Stored data
· · · · ·

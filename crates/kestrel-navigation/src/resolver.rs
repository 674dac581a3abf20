//! Address bar input resolution
//!
//! A string the user types is either a navigable URL or a search query.
//! Normalization prepends `https://` to bare hosts; both the normalized
//! candidate and the raw input are tested against the URL-shape grammar,
//! because some valid forms (`file:///...`) are not recoverable once a
//! second scheme has been prepended.

use url::Url;

use crate::error::NavigationError;
use crate::registry::SearchEngineRegistry;
use crate::Result;

/// Schemes the grammar recognizes
const RECOGNIZED_SCHEMES: &[&str] = &["http", "https", "ftp", "ftps", "file"];

/// Scheme prepended to bare host input
const DEFAULT_SCHEME: &str = "https";

/// The absolute URL the rendering surface should load
#[derive(Debug, Clone, PartialEq, Eq)]
pub enum ResolvedTarget {
    /// The input itself, normalized into URL form
    Navigate(String),
    /// A search-engine URL carrying the encoded input as its query
    Search(String),
}

impl ResolvedTarget {
    pub fn url(&self) -> &str {
        match self {
            ResolvedTarget::Navigate(url) | ResolvedTarget::Search(url) => url,
        }
    }

    pub fn into_url(self) -> String {
        match self {
            ResolvedTarget::Navigate(url) | ResolvedTarget::Search(url) => url,
        }
    }

    pub fn is_search(&self) -> bool {
        matches!(self, ResolvedTarget::Search(_))
    }
}

pub struct AddressResolver {
    registry: SearchEngineRegistry,
}

impl AddressResolver {
    pub fn new(registry: SearchEngineRegistry) -> Self {
        Self { registry }
    }

    pub fn with_builtin_engines() -> Self {
        Self::new(SearchEngineRegistry::builtin())
    }

    pub fn registry(&self) -> &SearchEngineRegistry {
        &self.registry
    }

    /// Resolve user input against the named engine.
    ///
    /// Pure function of its inputs and the registry. The engine name must
    /// be registered; settings only offer registered names, so a miss here
    /// is a configuration defect.
    pub fn resolve(&self, input: &str, engine: &str) -> Result<ResolvedTarget> {
        let prefix = self
            .registry
            .query_prefix(engine)
            .ok_or_else(|| NavigationError::UnknownSearchEngine(engine.to_string()))?;

        let trimmed = input.trim();
        let normalized = normalize(trimmed);

        if (matches_url_grammar(&normalized) || matches_url_grammar(trimmed))
            && Url::parse(&normalized).is_ok()
        {
            return Ok(ResolvedTarget::Navigate(normalized));
        }

        tracing::debug!(input = %trimmed, engine = %engine, "input resolved to search");
        Ok(ResolvedTarget::Search(format!(
            "{prefix}{}",
            urlencoding::encode(trimmed)
        )))
    }
}

impl Default for AddressResolver {
    fn default() -> Self {
        Self::with_builtin_engines()
    }
}

/// Prepend the default scheme unless the input already carries a
/// recognized one.
fn normalize(input: &str) -> String {
    if has_recognized_scheme(input) {
        input.to_string()
    } else {
        format!("{DEFAULT_SCHEME}://{input}")
    }
}

fn has_recognized_scheme(input: &str) -> bool {
    split_scheme(input).is_some()
}

/// Split `scheme://rest`, accepting only recognized schemes,
/// case-insensitively.
fn split_scheme(input: &str) -> Option<(&str, &str)> {
    let idx = input.find("://")?;
    let scheme = &input[..idx];
    RECOGNIZED_SCHEMES
        .iter()
        .any(|known| scheme.eq_ignore_ascii_case(known))
        .then(|| (scheme, &input[idx + 3..]))
}

/// Anchored, case-insensitive URL-shape check.
///
/// `scheme://` followed by a dotted domain with an alphabetic top-level
/// label of 2+ characters, `localhost`, or a dotted-quad IPv4 address,
/// an optional `:port`, and an optional whitespace-free path/query.
/// `file://` instead takes an absolute path.
fn matches_url_grammar(input: &str) -> bool {
    let Some((scheme, rest)) = split_scheme(input) else {
        return false;
    };

    if scheme.eq_ignore_ascii_case("file") {
        return rest.starts_with('/') && !rest.chars().any(char::is_whitespace);
    }

    let (authority, path) = split_authority(rest);
    if authority.is_empty() || !is_valid_path(path) {
        return false;
    }

    let host = match authority.split_once(':') {
        Some((host, port)) => {
            if port.is_empty() || !port.chars().all(|c| c.is_ascii_digit()) {
                return false;
            }
            host
        }
        None => authority,
    };

    host.eq_ignore_ascii_case("localhost") || is_ipv4(host) || is_valid_domain(host)
}

/// Cut `host[:port]` off at the first path or query delimiter.
fn split_authority(rest: &str) -> (&str, &str) {
    match rest.find(['/', '?']) {
        Some(idx) => rest.split_at(idx),
        None => (rest, ""),
    }
}

/// Empty, a bare `/`, or a delimiter followed by non-whitespace.
fn is_valid_path(path: &str) -> bool {
    path.is_empty()
        || path == "/"
        || (path.len() > 1 && !path.chars().any(char::is_whitespace))
}

fn is_ipv4(host: &str) -> bool {
    let quads: Vec<&str> = host.split('.').collect();
    quads.len() == 4
        && quads
            .iter()
            .all(|quad| !quad.is_empty() && quad.len() <= 3 && quad.chars().all(|c| c.is_ascii_digit()))
}

fn is_valid_domain(host: &str) -> bool {
    let labels: Vec<&str> = host.split('.').collect();
    if labels.len() < 2 {
        return false;
    }

    let (tld, rest) = labels.split_last().unwrap_or((&"", &[]));
    if tld.len() < 2 || !tld.chars().all(|c| c.is_ascii_alphabetic()) {
        return false;
    }

    rest.iter().all(|label| is_valid_label(label))
}

fn is_valid_label(label: &str) -> bool {
    if label.is_empty() || label.len() > 63 {
        return false;
    }

    let bytes = label.as_bytes();
    let edge_ok = |b: u8| b.is_ascii_alphanumeric();
    edge_ok(bytes[0])
        && edge_ok(bytes[bytes.len() - 1])
        && bytes.iter().all(|&b| b.is_ascii_alphanumeric() || b == b'-')
}

#[cfg(test)]
mod tests {
    use super::*;

    fn resolver() -> AddressResolver {
        AddressResolver::with_builtin_engines()
    }

    #[test]
    fn test_full_url_unchanged() {
        match resolver().resolve("https://example.com/path?x=1", "Google").unwrap() {
            ResolvedTarget::Navigate(url) => assert_eq!(url, "https://example.com/path?x=1"),
            other => panic!("Expected Navigate, got {other:?}"),
        }
    }

    #[test]
    fn test_bare_domain_gets_scheme() {
        match resolver().resolve("example.com", "Google").unwrap() {
            ResolvedTarget::Navigate(url) => assert_eq!(url, "https://example.com"),
            other => panic!("Expected Navigate, got {other:?}"),
        }
    }

    #[test]
    fn test_localhost_with_port() {
        for engine in ["Google", "DuckDuckGo", "Bing"] {
            match resolver().resolve("localhost:8080", engine).unwrap() {
                ResolvedTarget::Navigate(url) => assert_eq!(url, "https://localhost:8080"),
                other => panic!("Expected Navigate, got {other:?}"),
            }
        }
    }

    #[test]
    fn test_file_url() {
        match resolver()
            .resolve("file:///abs/path/to/file.html", "DuckDuckGo")
            .unwrap()
        {
            ResolvedTarget::Navigate(url) => assert_eq!(url, "file:///abs/path/to/file.html"),
            other => panic!("Expected Navigate, got {other:?}"),
        }
    }

    #[test]
    fn test_ipv4_with_port_and_path() {
        match resolver().resolve("192.168.1.1:8080/admin", "Google").unwrap() {
            ResolvedTarget::Navigate(url) => assert_eq!(url, "https://192.168.1.1:8080/admin"),
            other => panic!("Expected Navigate, got {other:?}"),
        }
    }

    #[test]
    fn test_uppercase_scheme_and_host() {
        match resolver().resolve("HTTPS://EXAMPLE.COM", "Google").unwrap() {
            ResolvedTarget::Navigate(url) => assert_eq!(url, "HTTPS://EXAMPLE.COM"),
            other => panic!("Expected Navigate, got {other:?}"),
        }
    }

    #[test]
    fn test_query_is_searched_and_encoded() {
        match resolver().resolve("rust programming", "Google").unwrap() {
            ResolvedTarget::Search(url) => {
                assert_eq!(url, "https://www.google.com/search?q=rust%20programming");
            }
            other => panic!("Expected Search, got {other:?}"),
        }
    }

    #[test]
    fn test_reserved_characters_are_encoded() {
        match resolver().resolve("fish & chips #1", "DuckDuckGo").unwrap() {
            ResolvedTarget::Search(url) => {
                assert_eq!(url, "https://duckduckgo.com/?q=fish%20%26%20chips%20%231");
            }
            other => panic!("Expected Search, got {other:?}"),
        }
    }

    #[test]
    fn test_undotted_host_falls_back_to_search() {
        // "https://foo" has a recognized scheme but no valid host shape
        let target = resolver().resolve("https://foo", "Google").unwrap();
        assert!(target.is_search());

        let target = resolver().resolve("kestrel", "Google").unwrap();
        assert!(target.is_search());
    }

    #[test]
    fn test_empty_input_searches_for_nothing() {
        match resolver().resolve("", "Bing").unwrap() {
            ResolvedTarget::Search(url) => assert_eq!(url, "https://www.bing.com/search?q="),
            other => panic!("Expected Search, got {other:?}"),
        }
    }

    #[test]
    fn test_unknown_engine_is_an_error() {
        let err = resolver().resolve("anything", "AltaVista").unwrap_err();
        assert!(matches!(err, NavigationError::UnknownSearchEngine(name) if name == "AltaVista"));
    }

    #[test]
    fn test_numeric_tld_is_not_a_domain() {
        let target = resolver().resolve("example.123", "Google").unwrap();
        assert!(target.is_search());
    }

    #[test]
    fn test_path_with_space_is_a_query() {
        let target = resolver().resolve("example.com/some path", "Google").unwrap();
        assert!(target.is_search());
    }
}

· · · · ·

→ **DIRECTIONS**
Copy out each line of the records above that includes "bytes".

→ **RESPONSE AREA**
    let bytes = label.as_bytes();
    edge_ok(bytes[0])
        && edge_ok(bytes[bytes.len() - 1])
        && bytes.iter().all(|&b| b.is_ascii_alphanumeric() || b == b'-')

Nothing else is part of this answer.